地面に伏せるベロウがドラゴンから視線を逸らせずに青い顔で呟いた。恐らくそうであろうと思ってはいても、実際に見るとその迫力は桁が違ったのだ。


「あ・・・が・・・だ、だじげで・・・」


美しい青い鱗を持つドラゴンの顎に挟まれたままのエルフの男はまだ辛うじて生きていたが、最早それは苦痛を引き伸ばすだけであるのは誰の目にも明らかだった。


「ひ、姫! どうなさいますか!? 姫!!」


「あ・・・ああ・・・」


エルフの男は色々な意図を混ぜてその質問を発したが、ナターリアは答える事が出来なかった。初めて見るドラゴンの威容と迫力、そして瀕死の仲間の悲鳴がナターリアの正常な判断を奪っていたのだ。だからナターリアは呟く様に言ってしまった。


「う・・・あ・・・た、助けを・・・」


ナターリア自身、それが助けを呼べという事なのか、捕まったエルフを助けろという事なのか分かってはいなかったが、エルフの男達は後者と取り、弓でドラゴンに射掛け始めた。・・・助け出すはずの男が居るのに射掛けたのは、男エルフ達も既に通常の精神では無かったからかもしれない。


そしてドラゴンは残虐で狡猾であった。自分に飛んで来る矢をワザと口にくわえたエルフで受け止めたのだ。

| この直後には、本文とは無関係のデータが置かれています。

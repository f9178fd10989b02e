//! Configuration management for the model tester.
//!
//! The tester's own settings live in a TOML file, separate from the `.cfg`
//! settings files the models are bound to.

use anyhow::Context;
use config_store::ConfigDefinition;
use serde::{Deserialize, Serialize};
use std::path::{Path, PathBuf};
use tracing::info;

fn default_save_on_set() -> bool {
    true
}

fn default_array_size() -> usize {
    20
}

fn default_array_section() -> String {
    "arraytest".to_string()
}

fn default_file_model_sections() -> Vec<String> {
    vec!["TestSection".to_string(), "TestSection2".to_string(), "TestSection3".to_string()]
}

/// Tester configuration loaded from TOML.
#[derive(Debug, Clone, Serialize, Deserialize)]
pub struct TesterConfig {
    pub logging: LoggingSettings,
    pub store: StoreSettings,
    #[serde(default)]
    pub models: ModelSettings,
}

/// Logging system configuration.
#[derive(Debug, Clone, Serialize, Deserialize)]
pub struct LoggingSettings {
    /// Log level filter (trace, debug, info, warn, error)
    pub level: String,
    /// Whether to output logs in JSON format
    pub json_format: bool,
}

/// Where the bound settings files live.
#[derive(Debug, Clone, Serialize, Deserialize)]
pub struct StoreSettings {
    /// Settings file every model binds to first
    pub path: PathBuf,
    /// Settings file the declarative example switches to
    pub profile_path: PathBuf,
    /// Name written in the settings file header
    pub owner: String,
    /// Whether every change is written to disk immediately
    #[serde(default = "default_save_on_set")]
    pub save_on_set: bool,
    /// Keep everything in memory
    #[serde(default)]
    pub in_memory: bool,
}

/// Sections and sizes used when binding the test models.
#[derive(Debug, Clone, Serialize, Deserialize)]
pub struct ModelSettings {
    /// Sections the attribute-driven test model is bound under, one bind each
    #[serde(default = "default_file_model_sections")]
    pub file_model_sections: Vec<String>,
    /// Overrides the section the declarative example picks for itself
    #[serde(default)]
    pub example_section: Option<String>,
    #[serde(default = "default_array_section")]
    pub array_section: String,
    #[serde(default = "default_array_size")]
    pub array_size: usize,
}

impl Default for ModelSettings {
    fn default() -> Self {
        Self {
            file_model_sections: default_file_model_sections(),
            example_section: None,
            array_section: default_array_section(),
            array_size: default_array_size(),
        }
    }
}

impl Default for TesterConfig {
    fn default() -> Self {
        Self {
            logging: LoggingSettings {
                level: "info".to_string(),
                json_format: false,
            },
            store: StoreSettings {
                path: PathBuf::from("model_tester.cfg"),
                profile_path: PathBuf::from("model_tester_profile2.cfg"),
                owner: "model_tester".to_string(),
                save_on_set: true,
                in_memory: false,
            },
            models: ModelSettings::default(),
        }
    }
}

impl TesterConfig {
    /// Loads configuration from a TOML file.
    ///
    /// If the file doesn't exist, a default configuration is written to
    /// `path` and returned.
    pub fn load_from_file(path: &Path) -> anyhow::Result<Self> {
        if path.exists() {
            let content =
                std::fs::read_to_string(path).with_context(|| format!("reading {}", path.display()))?;
            let config: TesterConfig =
                toml::from_str(&content).with_context(|| format!("parsing {}", path.display()))?;
            Ok(config)
        } else {
            let default_config = TesterConfig::default();
            let toml_content = toml::to_string_pretty(&default_config)?;
            std::fs::write(path, toml_content).with_context(|| format!("writing {}", path.display()))?;
            info!("Created default configuration file: {}", path.display());
            Ok(default_config)
        }
    }

    /// Validates the configuration for consistency and correctness.
    pub fn validate(&self) -> Result<(), String> {
        let valid_levels = ["trace", "debug", "info", "warn", "error"];
        if !valid_levels.contains(&self.logging.level.as_str()) {
            return Err(format!(
                "Invalid log level: {}. Must be one of: {valid_levels:?}",
                &self.logging.level
            ));
        }

        if !self.store.in_memory {
            if self.store.path.as_os_str().is_empty() {
                return Err("Store path cannot be empty".to_string());
            }
            if self.store.path == self.store.profile_path {
                return Err("Store path and profile path must differ".to_string());
            }
        }

        if self.store.owner.trim().is_empty() {
            return Err("Store owner cannot be empty".to_string());
        }

        if self.models.array_size == 0 {
            return Err("models.array_size must be greater than 0".to_string());
        }

        let sections = self
            .models
            .file_model_sections
            .iter()
            .chain(self.models.example_section.iter())
            .chain(std::iter::once(&self.models.array_section));
        for section in sections {
            ConfigDefinition::new(section, "probe").map_err(|e| format!("Invalid section name: {e}"))?;
        }

        Ok(())
    }
}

「あっ!? ぎっ!? ・・・・あ・・・ぐ・・・・・・」


胸と側頭部に矢を受けたエルフは短い悲鳴の後に一切の力を失い動かなくなった。


「お、おのれっ! 我等が同胞を盾にするとはなんたる・・・! えっ!?」


憤りを覚えるエルフの男はドラゴンの動きに対する注意を怠った報いをすぐに受ける事となった。ドラゴンが強く首を振って、口にくわえていたエルフの亡骸を生き残ったエルフへ投擲したのだ。それは狙い誤らず驚愕の声を上げるエルフの男に直撃した。


ドグチャッ!!!


水を入れた皮袋を地面に叩き付ける様な音がして、エルフの男は悲鳴を上げる間も無く仲間の後を追う事になった。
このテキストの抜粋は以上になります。